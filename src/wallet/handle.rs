//! Wallet handle model.
//!
//! Browser wallets expose their signing entry points in several shapes. A
//! [`WalletHandle`] records which of those shapes a given wallet has, as a
//! closed set of optional capability slots, each backed by a trait object:
//!
//! | Slot | Wallet-standard name |
//! |------|----------------------|
//! | `sign_and_execute` | `signAndExecuteTransactionBlock` |
//! | `features[FEATURE_SIGN_TRANSACTION]` | `sui:signTransactionBlock` |
//! | `features[FEATURE_EXECUTE_TRANSACTION]` | `sui:executeTransactionBlock` |
//! | `adapter` | `adapter.signAndExecuteTransactionBlock` |
//! | `sign` | `signTransactionBlock` |
//! | `network_switch` | `switchChain`, `switchNetwork`, ... |

use std::collections::BTreeMap;
use std::fmt;
use std::sync::Arc;

use async_trait::async_trait;
use serde::{Deserialize, Serialize};
use serde_json::Value;

use sui_subscriptions_types::{ResultOptions, SignedTransaction, TransactionRequest};

pub const FEATURE_SIGN_TRANSACTION: &str = "sui:signTransactionBlock";
pub const FEATURE_EXECUTE_TRANSACTION: &str = "sui:executeTransactionBlock";

pub const METHOD_SIGN_AND_EXECUTE: &str = "signAndExecuteTransactionBlock";
pub const METHOD_ADAPTER_SIGN_AND_EXECUTE: &str = "adapter.signAndExecuteTransactionBlock";
pub const METHOD_SIGN: &str = "signTransactionBlock";

#[derive(Debug, Clone, PartialEq, Eq, Serialize, Deserialize)]
pub struct WalletAccount {
    pub address: String,
    pub public_key: Option<String>,
}

impl WalletAccount {
    pub fn new(address: &str) -> Self {
        Self {
            address: address.to_string(),
            public_key: None,
        }
    }
}

/// Error raised by a wallet call, as the wallet reported it.
#[derive(Debug, Clone, PartialEq)]
pub struct WalletCallError {
    pub message: String,
    /// Structured vendor code, when the wallet provides one.
    pub code: Option<i64>,
    pub data: Option<Value>,
}

impl WalletCallError {
    pub fn new(message: impl Into<String>) -> Self {
        Self {
            message: message.into(),
            code: None,
            data: None,
        }
    }

    pub fn with_code(mut self, code: i64) -> Self {
        self.code = Some(code);
        self
    }

    pub fn with_data(mut self, data: Value) -> Self {
        self.data = Some(data);
        self
    }
}

impl fmt::Display for WalletCallError {
    fn fmt(&self, f: &mut fmt::Formatter<'_>) -> fmt::Result {
        match self.code {
            Some(code) => write!(f, "{} (code {})", self.message, code),
            None => f.write_str(&self.message),
        }
    }
}

impl std::error::Error for WalletCallError {}

/// Input of a sign-and-execute call (standard or adapter).
#[derive(Debug, Clone)]
pub struct SignAndExecuteInput {
    pub request: TransactionRequest,
    pub account: WalletAccount,
    /// Only set for wallets that need the chain spelled out.
    pub chain: Option<String>,
    pub options: ResultOptions,
}

/// Input of a sign-only call.
#[derive(Debug, Clone)]
pub struct SignInput {
    pub request: TransactionRequest,
    pub account: WalletAccount,
    pub chain: Option<String>,
}

/// How long `executeTransactionBlock` waits before answering.
#[derive(Debug, Clone, Copy, PartialEq, Eq, Serialize, Deserialize)]
pub enum ExecuteRequestType {
    WaitForEffectsCert,
    WaitForLocalExecution,
}

/// Input of the feature-flag execute call: previously signed bytes.
#[derive(Debug, Clone)]
pub struct ExecuteInput {
    pub signed: SignedTransaction,
    pub public_key: Option<String>,
    pub request_type: ExecuteRequestType,
    pub options: ResultOptions,
}

#[async_trait]
pub trait SignAndExecute: Send + Sync {
    async fn sign_and_execute(&self, input: SignAndExecuteInput) -> Result<Value, WalletCallError>;
}

/// Returns the raw wallet response, which carries `bytes` and `signature`.
#[async_trait]
pub trait SignTransaction: Send + Sync {
    async fn sign_transaction(&self, input: SignInput) -> Result<Value, WalletCallError>;
}

#[async_trait]
pub trait ExecuteTransaction: Send + Sync {
    async fn execute_transaction(&self, input: ExecuteInput) -> Result<Value, WalletCallError>;
}

#[async_trait]
pub trait SwitchNetwork: Send + Sync {
    async fn switch_network(&self, chain: &str) -> Result<(), WalletCallError>;
}

/// Entry of a wallet's `features` map.
#[derive(Clone)]
pub enum WalletFeature {
    SignTransaction(Arc<dyn SignTransaction>),
    ExecuteTransaction(Arc<dyn ExecuteTransaction>),
    /// Present but not used for signing (e.g. `standard:connect`).
    Other,
}

/// Runtime shape of a connected (or connecting) wallet.
#[derive(Clone, Default)]
pub struct WalletHandle {
    /// Self-reported display name.
    pub name: String,
    pub accounts: Vec<WalletAccount>,
    /// Chain the wallet reports being on, if any.
    pub chain: Option<String>,
    pub sign_and_execute: Option<Arc<dyn SignAndExecute>>,
    pub features: BTreeMap<String, WalletFeature>,
    pub adapter: Option<Arc<dyn SignAndExecute>>,
    pub sign: Option<Arc<dyn SignTransaction>>,
    pub network_switch: Vec<(String, Arc<dyn SwitchNetwork>)>,
}

impl WalletHandle {
    pub fn new(name: &str) -> Self {
        Self {
            name: name.to_string(),
            ..Self::default()
        }
    }

    pub fn with_account(mut self, address: &str) -> Self {
        self.accounts.push(WalletAccount::new(address));
        self
    }

    pub fn with_accounts(mut self, accounts: Vec<WalletAccount>) -> Self {
        self.accounts = accounts;
        self
    }

    pub fn with_chain(mut self, chain: &str) -> Self {
        self.chain = Some(chain.to_string());
        self
    }

    pub fn with_sign_and_execute(mut self, imp: Arc<dyn SignAndExecute>) -> Self {
        self.sign_and_execute = Some(imp);
        self
    }

    pub fn with_feature_sign(mut self, imp: Arc<dyn SignTransaction>) -> Self {
        self.features.insert(
            FEATURE_SIGN_TRANSACTION.to_string(),
            WalletFeature::SignTransaction(imp),
        );
        self
    }

    pub fn with_feature_execute(mut self, imp: Arc<dyn ExecuteTransaction>) -> Self {
        self.features.insert(
            FEATURE_EXECUTE_TRANSACTION.to_string(),
            WalletFeature::ExecuteTransaction(imp),
        );
        self
    }

    pub fn with_feature(mut self, name: &str, feature: WalletFeature) -> Self {
        self.features.insert(name.to_string(), feature);
        self
    }

    pub fn with_adapter(mut self, imp: Arc<dyn SignAndExecute>) -> Self {
        self.adapter = Some(imp);
        self
    }

    pub fn with_sign(mut self, imp: Arc<dyn SignTransaction>) -> Self {
        self.sign = Some(imp);
        self
    }

    pub fn with_network_switch(mut self, method: &str, imp: Arc<dyn SwitchNetwork>) -> Self {
        self.network_switch.push((method.to_string(), imp));
        self
    }

    pub fn primary_account(&self) -> Option<&WalletAccount> {
        self.accounts.first()
    }

    pub fn feature_sign(&self) -> Option<&Arc<dyn SignTransaction>> {
        match self.features.get(FEATURE_SIGN_TRANSACTION) {
            Some(WalletFeature::SignTransaction(imp)) => Some(imp),
            _ => None,
        }
    }

    pub fn feature_execute(&self) -> Option<&Arc<dyn ExecuteTransaction>> {
        match self.features.get(FEATURE_EXECUTE_TRANSACTION) {
            Some(WalletFeature::ExecuteTransaction(imp)) => Some(imp),
            _ => None,
        }
    }

    pub fn network_switcher(&self, method: &str) -> Option<&Arc<dyn SwitchNetwork>> {
        self.network_switch
            .iter()
            .find(|(name, _)| name == method)
            .map(|(_, imp)| imp)
    }

    /// Names of every entry point present, for diagnostics.
    pub fn method_names(&self) -> Vec<String> {
        let mut names = Vec::new();
        if self.sign_and_execute.is_some() {
            names.push(METHOD_SIGN_AND_EXECUTE.to_string());
        }
        for key in self.features.keys() {
            names.push(format!("features[{}]", key));
        }
        if self.adapter.is_some() {
            names.push(METHOD_ADAPTER_SIGN_AND_EXECUTE.to_string());
        }
        if self.sign.is_some() {
            names.push(METHOD_SIGN.to_string());
        }
        names.extend(self.network_switch.iter().map(|(name, _)| name.clone()));
        names
    }
}

impl fmt::Debug for WalletHandle {
    fn fmt(&self, f: &mut fmt::Formatter<'_>) -> fmt::Result {
        f.debug_struct("WalletHandle")
            .field("name", &self.name)
            .field("accounts", &self.accounts)
            .field("chain", &self.chain)
            .field("methods", &self.method_names())
            .finish()
    }
}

.....

Start with the first line of the data and print every line exactly. The line containing "wallet has, as a" is the last one to include.

filename src/wallet/handle.rs
//! Wallet handle model.
//!
//! Browser wallets expose their signing entry points in several shapes. A
//! [`WalletHandle`] records which of those shapes a given wallet has, as a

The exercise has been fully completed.